▸ **Exercise**: All lines up to and including the one that contains "overrides individual sections." are to be transcribed exactly, starting from the first line of the records.

▸ **Records**:
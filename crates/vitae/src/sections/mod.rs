//! Section visibility and completion for hospital tenants.
//!
//! A hospital archetype supplies the base [`SectionConfig`]; a
//! per-tenant [`PermissionOverlay`] then overrides individual sections.
//! The engine resolves the visible/required section set and scores
//! profile completion over the required sections.
//!
//! # Usage
//!
//! ```
//! use vitae::sections::{
//!     calculate_completion, resolve_section_config, resolve_visible_sections,
//!     HospitalArchetype, ProfileSection,
//! };
//!
//! let catalog = vec![ProfileSection::new("biography", "Biography")];
//! let config = resolve_section_config(HospitalArchetype::resolve(Some("general")));
//!
//! let visible = resolve_visible_sections(&catalog, &config, None);
//! let percent = calculate_completion(&visible, &config);
//! assert!(percent <= 100);
//! ```

mod config;
mod engine;
mod overlay;
mod section;

pub use config::{resolve_section_config, HospitalArchetype, SectionConfig};
pub use engine::{
    apply_config, apply_permission_overlay, calculate_completion, most_critical_section,
    rank_sections_needing_attention, resolve_visible_sections,
};
pub use overlay::{
    resolve_hospital_id, PermissionOverlay, PermissionStore, SectionPermission,
    StaticPermissionStore,
};
pub use section::{CompletionStatus, ProfileSection, SectionPriority};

▸ **Written answer**:
filename crates/vitae/src/sections/mod.rs
//! Section visibility and completion for hospital tenants.
//!
//! A hospital archetype supplies the base [`SectionConfig`]; a
//! per-tenant [`PermissionOverlay`] then overrides individual sections.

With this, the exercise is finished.